Mr Maslowski believes that FCX-007’s effect might be more durable than the other candidates’, saying: “We’ve seen data that our cells are lasting at least six months, and we suspect it’s longer because we see wound healing out to a year.” However, he conceded that even longer-term data are needed before Fibrocell can claim victory here.
One reason for the chief exec’s confidence is that fibroblasts do not turn over as quickly as keratinocytes, which might give FCX-007 an edge over Abeona’s EB-101.
Meanwhile, Krystal’s KB103 targets both fibroblasts and keratinocytes. However, this project could be less durable anyway because of the transient nature of the herpes simplex viral vector used by Krystal – this does not integrate with the patient’s DNA, so is eliminated when the transfected cells die.
Krystal’s chief executive, Krish Krishnan, has told Vantage that this might not be an issue given that KB103, being a gel, could be reapplied relatively easily. But Fibrocell’s Mr Maslowski argued that Krystal’s approach might not be as simple as it seemed: “Because [KB103] uses a live virus, it would have to be administered on site. And travel is very difficult for EB patients.” Thus, more frequent trips to the clinic could offset KB103's advantage on ease of application.
Mr Maslowski also contested Mr Krishnan’s claim that all the EB gene therapy candidates would have a limited duration because of the natural turnover of the collagen VII fibrils. “Let’s say the fibrils lasted several months and then disbanded – if the cells were still present they could reproduce the fibrils,” he suggested.

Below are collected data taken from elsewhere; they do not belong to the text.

// [libs/device-agent/src/reporter.rs]
/*!
 * APARATO: COLA DE TELEMETRÍA EN SEGUNDO PLANO (§4.6.2 paso 5, §5)
 * RESPONSABILIDAD: NUNCA BLOQUEAR LA RUTA PRINCIPAL POR TELEMETRÍA
 *
 * Anillo acotado con política "descarta el más antiguo": un emisor
 * rápido nunca se bloquea y nunca falla por presión de la cola, a
 * costa de perder eventos viejos si el drenado se atrasa.
 */

use std::collections::VecDeque;
use std::sync::{Arc, Mutex};
use std::time::Duration;

use bundlenudge_domain_models::wire::TelemetryEvent;
use bundlenudge_infra_device_client::DeviceControlPlaneClient;
use tracing::{info, warn};

pub const DEFAULT_QUEUE_CAPACITY: usize = 256;
pub const DEFAULT_FLUSH_INTERVAL: Duration = Duration::from_secs(15);

pub struct TelemetryReporter {
    queue: Mutex<VecDeque<TelemetryEvent>>,
    capacity: usize,
}

impl TelemetryReporter {
    pub fn new(capacity: usize) -> Arc<Self> {
        Arc::new(Self { queue: Mutex::new(VecDeque::with_capacity(capacity)), capacity })
    }

    /// Nunca bloquea y nunca retorna error: el peor caso es descartar
    /// el evento más antiguo en cola.
    pub fn enqueue(&self, event: TelemetryEvent) {
        let mut queue = self.queue.lock().expect("telemetry queue mutex poisoned");
        if queue.len() >= self.capacity {
            queue.pop_front();
            warn!("📉 [TELEMETRY_REPORTER]: queue at capacity ({}), dropped oldest event", self.capacity);
        }
        queue.push_back(event);
    }

    pub fn pending_count(&self) -> usize {
        self.queue.lock().expect("telemetry queue mutex poisoned").len()
    }

    fn drain_batch(&self) -> Vec<TelemetryEvent> {
        self.queue.lock().expect("telemetry queue mutex poisoned").drain(..).collect()
    }

    /// Arranca el drenado periódico en segundo plano. `access_token` se
    /// resuelve en cada tick porque el token no existe hasta que el
    /// registro del dispositivo (§4.6.1 paso 6) completa; mientras no
    /// haya token el lote se re-encola íntegro para el siguiente tick.
    pub fn spawn_drain_loop(
        self: Arc<Self>,
        client: Arc<DeviceControlPlaneClient>,
        access_token: Arc<dyn Fn() -> Option<String> + Send + Sync>,
        interval: Duration,
    ) -> tokio::task::JoinHandle<()> {
        tokio::spawn(async move {
            loop {
                tokio::time::sleep(interval).await;
                let batch = self.drain_batch();
                if batch.is_empty() {
                    continue;
                }

                let Some(token) = access_token() else {
                    for event in batch {
                        self.enqueue(event);
                    }
                    continue;
                };

                match client.send_telemetry_batch(batch, &token).await {
                    Ok(_) => info!("📡 [TELEMETRY_REPORTER]: batch flushed"),
                    Err(error) => warn!(%error, "📉 [TELEMETRY_REPORTER]: batch flush failed, events dropped silently"),
                }
            }
        })
    }
}

#[cfg(test)]
mod tests {
    use super::*;
    use serde_json::json;
    use uuid::Uuid;

    fn sample_event() -> TelemetryEvent {
        TelemetryEvent {
            device_id: Uuid::new_v4(),
            app_id: Uuid::new_v4(),
            event_name: "update_downloaded".into(),
            properties: json!({}),
        }
    }

    #[test]
    fn overflow_drops_oldest_event() {
        let reporter = TelemetryReporter::new(2);
        reporter.enqueue(sample_event());
        reporter.enqueue(sample_event());
        reporter.enqueue(sample_event());
        assert_eq!(reporter.pending_count(), 2);
    }

    #[test]
    fn drain_batch_empties_the_queue() {
        let reporter = TelemetryReporter::new(10);
        reporter.enqueue(sample_event());
        reporter.enqueue(sample_event());
        assert_eq!(reporter.drain_batch().len(), 2);
        assert_eq!(reporter.pending_count(), 0);
    }
}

Of course these considerations will only become important if all three projects succeed in phase III. Fibrocell looks to be the furthest ahead, with FCX-007 set to enter its pivotal trial in the first half of this year.
Meanwhile, the start of Abeona’s phase III study of EB-101 has been pushed back from last year to mid-2019. The company has been busy establishing a GMP manufacturing facility for the project, which originated at Stanford University.
Krystal’s KB103 is a little further behind: it is due to yield phase II data in the first half, and could go into pivotal trials by the end of this year.
There might be room for more than one EB gene therapy, Mr Maslowski believes. Fibrocell aims to treat smaller, earlier-stage wounds, with the chief exec admitting that Abeona’s EB-101 would probably be more useful for larger wounds.
This stance was echoed by Abeona. A spokesperson told Vantage that the three approaches could be complementary, but added: “Only EB-101 has been shown in a robust dataset to safely treat larger wounds, with the potential to treat smaller wounds.”
Mr Maslowski concluded: “Physicians tell us they’re excited about all this activity, because they could get a lot of tools in the toolchest. There’s room for a few products.”
Other approaches in development include Proqr’s exon-skipping project QRX-313 – due to yield clinical data imminently but only targeting patients with a certain mutation – and topical gels like Amryt’s AP101.
With only around 1,000-2,500 patients in the US with recessive dystrophic EB, according to Fibrocell, subtle differences between the contenders could become important if more than one makes it to market.
This story has been updated to reflect the fact that EB-101 uses a retroviral vector.